WHAT TO PRODUCE >> Below are several records. Retype exactly those lines running from the one with "pub fn new(config: &ApiConfig)" through the one with "a GET request", end lines included, and no others.

PROVIDED DATA >>
+++++

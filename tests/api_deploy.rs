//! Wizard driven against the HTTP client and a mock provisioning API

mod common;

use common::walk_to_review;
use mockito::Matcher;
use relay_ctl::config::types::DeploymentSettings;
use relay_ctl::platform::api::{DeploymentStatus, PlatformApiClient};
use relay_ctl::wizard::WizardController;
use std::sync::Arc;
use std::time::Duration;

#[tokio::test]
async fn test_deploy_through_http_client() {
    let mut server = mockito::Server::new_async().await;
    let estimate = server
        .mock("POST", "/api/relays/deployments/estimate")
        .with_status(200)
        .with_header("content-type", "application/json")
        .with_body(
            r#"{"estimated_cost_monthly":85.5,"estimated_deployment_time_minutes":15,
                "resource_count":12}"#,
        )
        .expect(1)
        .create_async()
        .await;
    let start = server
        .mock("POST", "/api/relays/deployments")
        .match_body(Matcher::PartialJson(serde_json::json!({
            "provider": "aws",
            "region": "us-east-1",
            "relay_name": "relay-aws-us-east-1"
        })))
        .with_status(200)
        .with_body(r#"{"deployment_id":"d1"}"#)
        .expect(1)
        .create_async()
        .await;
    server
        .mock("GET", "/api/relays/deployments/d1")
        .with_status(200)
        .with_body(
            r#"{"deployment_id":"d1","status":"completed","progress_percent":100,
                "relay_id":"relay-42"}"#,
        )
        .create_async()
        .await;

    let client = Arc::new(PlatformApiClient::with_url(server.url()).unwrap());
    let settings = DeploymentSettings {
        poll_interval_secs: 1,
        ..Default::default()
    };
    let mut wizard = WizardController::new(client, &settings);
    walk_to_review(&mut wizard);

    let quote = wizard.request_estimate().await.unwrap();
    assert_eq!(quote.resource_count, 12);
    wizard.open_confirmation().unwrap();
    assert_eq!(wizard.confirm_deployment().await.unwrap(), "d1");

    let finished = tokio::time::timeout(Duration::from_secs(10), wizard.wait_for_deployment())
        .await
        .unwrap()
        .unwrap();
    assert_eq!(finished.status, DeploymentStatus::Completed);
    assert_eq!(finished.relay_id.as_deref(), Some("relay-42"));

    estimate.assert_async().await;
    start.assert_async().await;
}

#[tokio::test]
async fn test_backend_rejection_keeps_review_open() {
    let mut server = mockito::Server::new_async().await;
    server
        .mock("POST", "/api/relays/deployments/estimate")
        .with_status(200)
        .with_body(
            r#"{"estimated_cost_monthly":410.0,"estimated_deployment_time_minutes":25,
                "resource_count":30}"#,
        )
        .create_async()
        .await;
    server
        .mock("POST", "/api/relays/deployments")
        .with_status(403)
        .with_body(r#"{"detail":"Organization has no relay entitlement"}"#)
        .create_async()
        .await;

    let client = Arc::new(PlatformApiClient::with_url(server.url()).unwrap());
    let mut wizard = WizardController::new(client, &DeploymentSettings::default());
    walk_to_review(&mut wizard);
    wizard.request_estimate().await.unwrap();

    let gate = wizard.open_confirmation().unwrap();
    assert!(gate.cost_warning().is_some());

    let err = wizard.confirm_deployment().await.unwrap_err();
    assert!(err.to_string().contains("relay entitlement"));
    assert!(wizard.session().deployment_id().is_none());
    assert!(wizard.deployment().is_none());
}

+++++

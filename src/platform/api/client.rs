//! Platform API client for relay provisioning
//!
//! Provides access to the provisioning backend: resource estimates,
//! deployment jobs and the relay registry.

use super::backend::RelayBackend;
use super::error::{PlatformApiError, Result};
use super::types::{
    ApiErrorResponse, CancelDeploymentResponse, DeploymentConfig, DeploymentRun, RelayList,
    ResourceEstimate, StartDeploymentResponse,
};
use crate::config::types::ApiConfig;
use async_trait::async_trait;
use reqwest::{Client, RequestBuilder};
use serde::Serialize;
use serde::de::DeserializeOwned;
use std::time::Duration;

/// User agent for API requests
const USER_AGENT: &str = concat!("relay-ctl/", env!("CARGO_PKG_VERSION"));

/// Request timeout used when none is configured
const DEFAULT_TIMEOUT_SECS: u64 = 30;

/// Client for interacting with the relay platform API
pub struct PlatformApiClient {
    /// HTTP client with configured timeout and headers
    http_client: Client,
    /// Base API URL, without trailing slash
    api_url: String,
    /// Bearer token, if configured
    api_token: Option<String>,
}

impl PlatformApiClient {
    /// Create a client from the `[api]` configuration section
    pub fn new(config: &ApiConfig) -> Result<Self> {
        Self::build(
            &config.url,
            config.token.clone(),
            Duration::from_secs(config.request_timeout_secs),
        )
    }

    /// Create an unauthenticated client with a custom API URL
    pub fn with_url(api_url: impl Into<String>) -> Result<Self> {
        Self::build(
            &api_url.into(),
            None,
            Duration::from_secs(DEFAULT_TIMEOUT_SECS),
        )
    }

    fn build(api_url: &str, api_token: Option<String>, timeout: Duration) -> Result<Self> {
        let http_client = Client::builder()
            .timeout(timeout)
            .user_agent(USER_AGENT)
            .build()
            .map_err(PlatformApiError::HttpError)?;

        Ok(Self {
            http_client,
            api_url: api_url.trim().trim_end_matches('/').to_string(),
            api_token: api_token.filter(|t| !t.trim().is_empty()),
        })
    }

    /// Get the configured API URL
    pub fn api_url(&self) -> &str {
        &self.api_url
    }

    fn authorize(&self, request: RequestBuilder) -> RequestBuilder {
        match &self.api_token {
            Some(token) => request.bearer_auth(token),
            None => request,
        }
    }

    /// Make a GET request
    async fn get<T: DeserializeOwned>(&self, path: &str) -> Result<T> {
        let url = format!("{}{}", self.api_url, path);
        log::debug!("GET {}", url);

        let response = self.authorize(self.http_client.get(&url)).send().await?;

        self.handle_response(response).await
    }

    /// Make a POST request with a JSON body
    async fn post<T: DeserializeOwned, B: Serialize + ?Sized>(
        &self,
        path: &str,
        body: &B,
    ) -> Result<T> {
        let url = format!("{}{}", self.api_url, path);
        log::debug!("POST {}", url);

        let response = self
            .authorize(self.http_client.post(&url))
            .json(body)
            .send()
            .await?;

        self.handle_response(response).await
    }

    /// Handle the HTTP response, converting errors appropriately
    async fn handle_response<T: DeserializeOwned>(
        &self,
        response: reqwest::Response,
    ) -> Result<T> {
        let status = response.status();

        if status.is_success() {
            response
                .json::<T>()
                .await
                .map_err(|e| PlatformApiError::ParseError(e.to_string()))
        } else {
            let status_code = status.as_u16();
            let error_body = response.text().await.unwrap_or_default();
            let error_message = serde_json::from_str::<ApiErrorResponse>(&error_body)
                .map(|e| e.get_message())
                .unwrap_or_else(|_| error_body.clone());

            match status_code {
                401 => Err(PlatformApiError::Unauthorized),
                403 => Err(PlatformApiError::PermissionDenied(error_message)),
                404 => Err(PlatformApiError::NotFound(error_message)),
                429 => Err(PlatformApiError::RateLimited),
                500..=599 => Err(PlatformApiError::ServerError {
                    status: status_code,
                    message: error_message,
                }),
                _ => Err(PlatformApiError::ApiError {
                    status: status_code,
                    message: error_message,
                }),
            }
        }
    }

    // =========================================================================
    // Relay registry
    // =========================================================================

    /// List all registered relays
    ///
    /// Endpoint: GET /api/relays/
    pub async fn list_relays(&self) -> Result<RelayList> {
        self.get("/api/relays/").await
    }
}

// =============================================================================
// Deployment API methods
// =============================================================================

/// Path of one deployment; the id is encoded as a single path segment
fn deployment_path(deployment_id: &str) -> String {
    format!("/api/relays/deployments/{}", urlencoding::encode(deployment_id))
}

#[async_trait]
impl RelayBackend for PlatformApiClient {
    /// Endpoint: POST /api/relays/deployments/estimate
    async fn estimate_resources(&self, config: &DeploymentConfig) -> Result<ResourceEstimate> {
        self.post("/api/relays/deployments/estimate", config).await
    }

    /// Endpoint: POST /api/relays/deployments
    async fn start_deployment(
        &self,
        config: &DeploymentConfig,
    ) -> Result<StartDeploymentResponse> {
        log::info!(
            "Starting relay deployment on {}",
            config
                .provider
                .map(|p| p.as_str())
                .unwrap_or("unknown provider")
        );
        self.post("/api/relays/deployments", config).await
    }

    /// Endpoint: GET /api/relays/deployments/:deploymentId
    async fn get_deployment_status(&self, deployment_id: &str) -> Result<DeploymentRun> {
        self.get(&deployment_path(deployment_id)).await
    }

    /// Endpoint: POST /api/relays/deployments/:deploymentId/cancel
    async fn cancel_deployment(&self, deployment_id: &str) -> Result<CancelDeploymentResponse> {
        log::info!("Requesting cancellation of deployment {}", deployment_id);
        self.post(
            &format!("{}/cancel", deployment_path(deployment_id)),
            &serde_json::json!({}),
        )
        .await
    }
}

+++++

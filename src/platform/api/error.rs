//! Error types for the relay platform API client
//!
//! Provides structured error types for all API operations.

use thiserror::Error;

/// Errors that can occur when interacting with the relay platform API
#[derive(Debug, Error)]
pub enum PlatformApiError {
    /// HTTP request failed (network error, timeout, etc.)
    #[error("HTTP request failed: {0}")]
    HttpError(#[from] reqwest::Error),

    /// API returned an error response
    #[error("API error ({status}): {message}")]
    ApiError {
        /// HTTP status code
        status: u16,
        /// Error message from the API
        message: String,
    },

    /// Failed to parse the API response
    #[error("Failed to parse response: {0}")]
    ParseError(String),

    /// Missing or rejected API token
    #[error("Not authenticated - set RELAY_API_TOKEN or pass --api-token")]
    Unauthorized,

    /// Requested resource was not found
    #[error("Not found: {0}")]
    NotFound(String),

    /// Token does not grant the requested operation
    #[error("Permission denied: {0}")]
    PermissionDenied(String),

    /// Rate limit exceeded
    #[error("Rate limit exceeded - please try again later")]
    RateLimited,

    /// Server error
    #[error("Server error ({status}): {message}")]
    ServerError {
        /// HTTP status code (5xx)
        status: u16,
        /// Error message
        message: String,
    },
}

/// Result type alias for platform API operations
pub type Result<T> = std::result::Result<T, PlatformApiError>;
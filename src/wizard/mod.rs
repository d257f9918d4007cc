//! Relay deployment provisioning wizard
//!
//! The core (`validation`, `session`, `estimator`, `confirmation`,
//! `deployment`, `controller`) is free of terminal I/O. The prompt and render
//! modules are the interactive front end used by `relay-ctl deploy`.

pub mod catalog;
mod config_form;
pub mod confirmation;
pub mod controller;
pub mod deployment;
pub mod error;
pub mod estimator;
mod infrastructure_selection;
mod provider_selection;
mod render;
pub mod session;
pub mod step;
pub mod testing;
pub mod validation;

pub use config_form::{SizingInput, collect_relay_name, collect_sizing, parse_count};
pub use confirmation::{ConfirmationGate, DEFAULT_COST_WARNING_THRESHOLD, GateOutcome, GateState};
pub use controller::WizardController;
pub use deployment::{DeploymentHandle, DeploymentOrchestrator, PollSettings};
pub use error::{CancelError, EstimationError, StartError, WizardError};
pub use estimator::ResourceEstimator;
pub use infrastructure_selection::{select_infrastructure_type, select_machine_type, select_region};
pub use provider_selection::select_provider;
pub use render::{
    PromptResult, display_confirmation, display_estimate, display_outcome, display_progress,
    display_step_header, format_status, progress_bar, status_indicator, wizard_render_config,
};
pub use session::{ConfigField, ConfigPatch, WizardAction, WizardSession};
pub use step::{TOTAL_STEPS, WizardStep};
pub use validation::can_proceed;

+++++

WRITTEN RESPONSE >>
    pub fn new(config: &ApiConfig) -> Result<Self> {
        Self::build(
            &config.url,
            config.token.clone(),
            Duration::from_secs(config.request_timeout_secs),
        )
    }

    /// Create an unauthenticated client with a custom API URL
    pub fn with_url(api_url: impl Into<String>) -> Result<Self> {
        Self::build(
            &api_url.into(),
            None,
            Duration::from_secs(DEFAULT_TIMEOUT_SECS),
        )
    }

    fn build(api_url: &str, api_token: Option<String>, timeout: Duration) -> Result<Self> {
        let http_client = Client::builder()
            .timeout(timeout)
            .user_agent(USER_AGENT)
            .build()
            .map_err(PlatformApiError::HttpError)?;

        Ok(Self {
            http_client,
            api_url: api_url.trim().trim_end_matches('/').to_string(),
            api_token: api_token.filter(|t| !t.trim().is_empty()),
        })
    }

    /// Get the configured API URL
    pub fn api_url(&self) -> &str {
        &self.api_url
    }

    fn authorize(&self, request: RequestBuilder) -> RequestBuilder {
        match &self.api_token {
            Some(token) => request.bearer_auth(token),
            None => request,
        }
    }

    /// Make a GET request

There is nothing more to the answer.